* **What is required**: Below is a block of entries; repeat exactly the lines starting at the line that contains "repository 985a1796dfe300b6" and ending at the line that contains "embedded editing surface.", both included.

Stored data entries:
>>>>>
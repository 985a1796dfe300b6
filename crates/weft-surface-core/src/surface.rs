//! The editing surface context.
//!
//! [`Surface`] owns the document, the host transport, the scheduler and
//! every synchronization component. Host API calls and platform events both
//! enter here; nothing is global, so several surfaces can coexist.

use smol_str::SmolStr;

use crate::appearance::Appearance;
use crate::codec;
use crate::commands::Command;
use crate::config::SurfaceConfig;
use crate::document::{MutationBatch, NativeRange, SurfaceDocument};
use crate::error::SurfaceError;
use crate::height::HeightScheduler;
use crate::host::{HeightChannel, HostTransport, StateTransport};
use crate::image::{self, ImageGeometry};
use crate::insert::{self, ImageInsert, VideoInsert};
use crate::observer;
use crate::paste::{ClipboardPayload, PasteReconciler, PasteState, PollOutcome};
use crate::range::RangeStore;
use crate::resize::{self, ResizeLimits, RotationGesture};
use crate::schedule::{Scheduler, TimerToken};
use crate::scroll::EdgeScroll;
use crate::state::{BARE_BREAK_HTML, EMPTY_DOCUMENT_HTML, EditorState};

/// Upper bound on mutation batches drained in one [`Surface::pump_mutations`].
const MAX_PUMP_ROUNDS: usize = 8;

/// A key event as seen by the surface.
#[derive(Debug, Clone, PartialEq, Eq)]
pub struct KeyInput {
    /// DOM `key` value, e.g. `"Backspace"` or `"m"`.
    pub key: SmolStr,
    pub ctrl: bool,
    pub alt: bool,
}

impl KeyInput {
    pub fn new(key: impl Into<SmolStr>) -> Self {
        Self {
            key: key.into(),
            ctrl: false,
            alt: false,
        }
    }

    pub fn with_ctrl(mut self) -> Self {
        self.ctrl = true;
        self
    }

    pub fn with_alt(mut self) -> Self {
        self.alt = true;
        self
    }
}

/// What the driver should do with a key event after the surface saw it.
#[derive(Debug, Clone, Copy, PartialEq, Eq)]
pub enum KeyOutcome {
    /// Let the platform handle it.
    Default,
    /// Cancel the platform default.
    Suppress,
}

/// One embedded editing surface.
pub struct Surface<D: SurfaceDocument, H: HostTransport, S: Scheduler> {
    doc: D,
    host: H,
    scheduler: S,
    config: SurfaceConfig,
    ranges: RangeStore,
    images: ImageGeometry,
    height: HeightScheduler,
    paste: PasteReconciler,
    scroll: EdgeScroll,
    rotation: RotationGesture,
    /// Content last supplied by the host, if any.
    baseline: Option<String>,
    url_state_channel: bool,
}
<<<<<
>>>>>
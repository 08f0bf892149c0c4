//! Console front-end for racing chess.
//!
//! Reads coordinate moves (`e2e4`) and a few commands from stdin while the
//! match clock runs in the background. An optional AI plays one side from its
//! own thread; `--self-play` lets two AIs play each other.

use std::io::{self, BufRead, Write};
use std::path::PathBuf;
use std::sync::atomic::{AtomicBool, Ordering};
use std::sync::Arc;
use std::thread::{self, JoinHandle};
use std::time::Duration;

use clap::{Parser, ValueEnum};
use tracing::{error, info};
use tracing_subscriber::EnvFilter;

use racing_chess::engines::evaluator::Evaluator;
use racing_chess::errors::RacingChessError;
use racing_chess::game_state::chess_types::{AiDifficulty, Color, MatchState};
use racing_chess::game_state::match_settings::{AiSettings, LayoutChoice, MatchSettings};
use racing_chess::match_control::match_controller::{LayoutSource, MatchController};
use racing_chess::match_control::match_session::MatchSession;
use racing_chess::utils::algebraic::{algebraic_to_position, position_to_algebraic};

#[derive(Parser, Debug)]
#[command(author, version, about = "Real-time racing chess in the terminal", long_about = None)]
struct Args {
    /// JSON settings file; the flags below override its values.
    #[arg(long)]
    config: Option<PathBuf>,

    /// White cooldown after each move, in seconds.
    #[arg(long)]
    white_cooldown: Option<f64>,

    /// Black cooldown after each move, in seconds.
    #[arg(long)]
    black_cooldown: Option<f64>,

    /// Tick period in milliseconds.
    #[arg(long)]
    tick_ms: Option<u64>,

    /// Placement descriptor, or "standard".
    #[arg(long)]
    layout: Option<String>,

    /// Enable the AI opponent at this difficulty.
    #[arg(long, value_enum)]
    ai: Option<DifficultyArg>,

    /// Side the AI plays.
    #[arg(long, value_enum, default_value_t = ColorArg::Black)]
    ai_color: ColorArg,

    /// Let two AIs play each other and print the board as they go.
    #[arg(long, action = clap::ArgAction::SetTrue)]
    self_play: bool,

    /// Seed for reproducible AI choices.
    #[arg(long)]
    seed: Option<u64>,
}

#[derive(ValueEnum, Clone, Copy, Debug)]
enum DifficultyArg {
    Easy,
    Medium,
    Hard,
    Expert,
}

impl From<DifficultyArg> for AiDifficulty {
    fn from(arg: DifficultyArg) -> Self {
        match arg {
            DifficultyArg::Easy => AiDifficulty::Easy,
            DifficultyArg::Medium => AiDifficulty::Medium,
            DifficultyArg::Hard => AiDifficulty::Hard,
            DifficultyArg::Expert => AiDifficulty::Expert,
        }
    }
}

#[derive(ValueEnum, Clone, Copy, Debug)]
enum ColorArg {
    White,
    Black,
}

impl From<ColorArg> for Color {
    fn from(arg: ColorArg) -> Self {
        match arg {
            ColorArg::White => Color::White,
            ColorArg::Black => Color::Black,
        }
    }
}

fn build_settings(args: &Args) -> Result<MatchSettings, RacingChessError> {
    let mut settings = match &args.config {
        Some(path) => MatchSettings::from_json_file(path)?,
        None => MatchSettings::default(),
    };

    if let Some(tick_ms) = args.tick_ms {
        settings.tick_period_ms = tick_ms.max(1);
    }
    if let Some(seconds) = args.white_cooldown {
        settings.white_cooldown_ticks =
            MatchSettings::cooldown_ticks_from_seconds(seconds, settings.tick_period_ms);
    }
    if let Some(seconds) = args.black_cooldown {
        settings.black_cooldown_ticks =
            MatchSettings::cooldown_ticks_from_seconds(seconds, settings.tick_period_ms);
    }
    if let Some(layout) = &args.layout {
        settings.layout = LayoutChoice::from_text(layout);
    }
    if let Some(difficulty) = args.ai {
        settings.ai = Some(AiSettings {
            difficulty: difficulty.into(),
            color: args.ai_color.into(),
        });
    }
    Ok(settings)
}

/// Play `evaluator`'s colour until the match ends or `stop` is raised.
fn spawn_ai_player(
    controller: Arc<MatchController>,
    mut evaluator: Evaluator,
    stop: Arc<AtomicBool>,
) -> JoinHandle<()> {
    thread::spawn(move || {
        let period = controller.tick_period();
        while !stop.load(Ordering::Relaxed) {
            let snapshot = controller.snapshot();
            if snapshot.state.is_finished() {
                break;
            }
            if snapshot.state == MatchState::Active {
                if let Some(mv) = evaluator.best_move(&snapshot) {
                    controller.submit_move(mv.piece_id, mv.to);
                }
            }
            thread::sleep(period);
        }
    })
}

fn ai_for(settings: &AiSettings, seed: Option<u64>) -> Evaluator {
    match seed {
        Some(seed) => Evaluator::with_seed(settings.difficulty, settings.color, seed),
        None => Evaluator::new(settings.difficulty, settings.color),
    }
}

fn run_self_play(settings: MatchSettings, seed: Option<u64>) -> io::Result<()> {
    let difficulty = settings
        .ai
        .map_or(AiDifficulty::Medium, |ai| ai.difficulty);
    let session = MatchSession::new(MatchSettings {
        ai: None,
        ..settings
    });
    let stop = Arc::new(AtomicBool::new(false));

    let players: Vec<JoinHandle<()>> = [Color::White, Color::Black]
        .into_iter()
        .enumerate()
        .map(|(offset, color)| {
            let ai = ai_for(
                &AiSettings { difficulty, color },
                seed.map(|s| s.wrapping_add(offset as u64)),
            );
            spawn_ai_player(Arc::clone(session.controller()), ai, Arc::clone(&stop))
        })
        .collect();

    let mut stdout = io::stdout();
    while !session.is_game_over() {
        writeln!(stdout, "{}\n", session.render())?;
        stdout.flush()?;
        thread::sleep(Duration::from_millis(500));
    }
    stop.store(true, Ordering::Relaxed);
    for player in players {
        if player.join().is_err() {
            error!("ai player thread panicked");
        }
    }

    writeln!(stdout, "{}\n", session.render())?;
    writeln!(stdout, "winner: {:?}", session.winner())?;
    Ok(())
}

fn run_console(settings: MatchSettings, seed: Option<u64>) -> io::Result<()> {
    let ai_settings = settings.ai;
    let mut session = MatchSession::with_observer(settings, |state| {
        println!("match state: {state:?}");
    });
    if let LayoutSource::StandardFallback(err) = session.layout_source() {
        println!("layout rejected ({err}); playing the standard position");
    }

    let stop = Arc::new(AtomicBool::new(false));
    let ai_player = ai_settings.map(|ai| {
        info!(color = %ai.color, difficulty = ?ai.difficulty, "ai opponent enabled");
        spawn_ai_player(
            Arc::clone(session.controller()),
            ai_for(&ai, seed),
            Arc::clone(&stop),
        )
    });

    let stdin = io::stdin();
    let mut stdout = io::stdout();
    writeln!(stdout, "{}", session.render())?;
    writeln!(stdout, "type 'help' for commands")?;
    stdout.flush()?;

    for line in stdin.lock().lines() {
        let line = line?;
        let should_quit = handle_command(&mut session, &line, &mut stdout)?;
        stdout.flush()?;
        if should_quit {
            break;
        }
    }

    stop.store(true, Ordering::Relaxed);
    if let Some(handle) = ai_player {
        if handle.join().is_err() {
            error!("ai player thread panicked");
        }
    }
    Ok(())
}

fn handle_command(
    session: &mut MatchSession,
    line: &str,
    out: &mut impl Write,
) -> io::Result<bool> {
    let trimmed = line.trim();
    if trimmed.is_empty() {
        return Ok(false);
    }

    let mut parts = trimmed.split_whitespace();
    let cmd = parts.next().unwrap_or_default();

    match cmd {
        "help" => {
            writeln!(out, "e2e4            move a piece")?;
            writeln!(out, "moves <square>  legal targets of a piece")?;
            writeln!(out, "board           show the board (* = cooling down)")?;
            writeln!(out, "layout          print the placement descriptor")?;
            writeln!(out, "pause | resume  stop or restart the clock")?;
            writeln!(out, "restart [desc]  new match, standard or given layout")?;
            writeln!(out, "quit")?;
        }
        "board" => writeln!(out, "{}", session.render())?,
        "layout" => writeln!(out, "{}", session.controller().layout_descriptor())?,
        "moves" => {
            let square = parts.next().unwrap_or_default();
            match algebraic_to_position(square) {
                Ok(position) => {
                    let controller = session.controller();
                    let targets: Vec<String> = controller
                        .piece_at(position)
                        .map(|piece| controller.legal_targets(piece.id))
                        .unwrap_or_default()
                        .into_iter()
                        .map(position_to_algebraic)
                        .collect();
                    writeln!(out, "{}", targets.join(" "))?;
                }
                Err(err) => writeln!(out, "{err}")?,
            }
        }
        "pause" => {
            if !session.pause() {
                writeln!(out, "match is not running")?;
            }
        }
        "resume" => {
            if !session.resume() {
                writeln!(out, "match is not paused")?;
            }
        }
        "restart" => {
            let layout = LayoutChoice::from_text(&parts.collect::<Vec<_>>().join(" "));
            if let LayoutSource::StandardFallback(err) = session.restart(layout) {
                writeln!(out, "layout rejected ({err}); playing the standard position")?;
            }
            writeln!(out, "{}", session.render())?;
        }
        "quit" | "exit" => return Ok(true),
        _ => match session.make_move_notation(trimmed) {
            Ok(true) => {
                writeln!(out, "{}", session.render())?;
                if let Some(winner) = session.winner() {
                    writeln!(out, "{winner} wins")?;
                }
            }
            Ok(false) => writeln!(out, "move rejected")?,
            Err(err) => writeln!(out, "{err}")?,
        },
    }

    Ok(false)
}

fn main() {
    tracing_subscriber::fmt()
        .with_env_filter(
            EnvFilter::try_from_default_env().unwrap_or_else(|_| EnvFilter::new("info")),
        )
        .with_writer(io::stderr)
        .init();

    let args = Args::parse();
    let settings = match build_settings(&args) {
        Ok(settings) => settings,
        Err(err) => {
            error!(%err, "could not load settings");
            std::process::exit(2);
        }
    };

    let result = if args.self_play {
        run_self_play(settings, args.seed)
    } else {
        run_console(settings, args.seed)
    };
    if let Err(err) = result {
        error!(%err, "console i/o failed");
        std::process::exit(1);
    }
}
<<<<<
* **Answer**:
repository 985a1796dfe300b6
filename crates/weft-surface-core/src/surface.rs
//! The editing surface context.
//!
//! [`Surface`] owns the document, the host transport, the scheduler and
//! every synchronization component. Host API calls and platform events both
//! enter here; nothing is global, so several surfaces can coexist.

use smol_str::SmolStr;

use crate::appearance::Appearance;
use crate::codec;
use crate::commands::Command;
use crate::config::SurfaceConfig;
use crate::document::{MutationBatch, NativeRange, SurfaceDocument};
use crate::error::SurfaceError;
use crate::height::HeightScheduler;
use crate::host::{HeightChannel, HostTransport, StateTransport};
use crate::image::{self, ImageGeometry};
use crate::insert::{self, ImageInsert, VideoInsert};
use crate::observer;
use crate::paste::{ClipboardPayload, PasteReconciler, PasteState, PollOutcome};
use crate::range::RangeStore;
use crate::resize::{self, ResizeLimits, RotationGesture};
use crate::schedule::{Scheduler, TimerToken};
use crate::scroll::EdgeScroll;
use crate::state::{BARE_BREAK_HTML, EMPTY_DOCUMENT_HTML, EditorState};

/// Upper bound on mutation batches drained in one [`Surface::pump_mutations`].
const MAX_PUMP_ROUNDS: usize = 8;

/// A key event as seen by the surface.
#[derive(Debug, Clone, PartialEq, Eq)]
pub struct KeyInput {
    /// DOM `key` value, e.g. `"Backspace"` or `"m"`.
    pub key: SmolStr,
    pub ctrl: bool,
    pub alt: bool,
}

impl KeyInput {
    pub fn new(key: impl Into<SmolStr>) -> Self {
        Self {
            key: key.into(),
            ctrl: false,
            alt: false,
        }
    }

    pub fn with_ctrl(mut self) -> Self {
        self.ctrl = true;
        self
    }

    pub fn with_alt(mut self) -> Self {
        self.alt = true;
        self
    }
}

/// What the driver should do with a key event after the surface saw it.
#[derive(Debug, Clone, Copy, PartialEq, Eq)]
pub enum KeyOutcome {
    /// Let the platform handle it.
    Default,
    /// Cancel the platform default.
    Suppress,
}

/// One embedded editing surface.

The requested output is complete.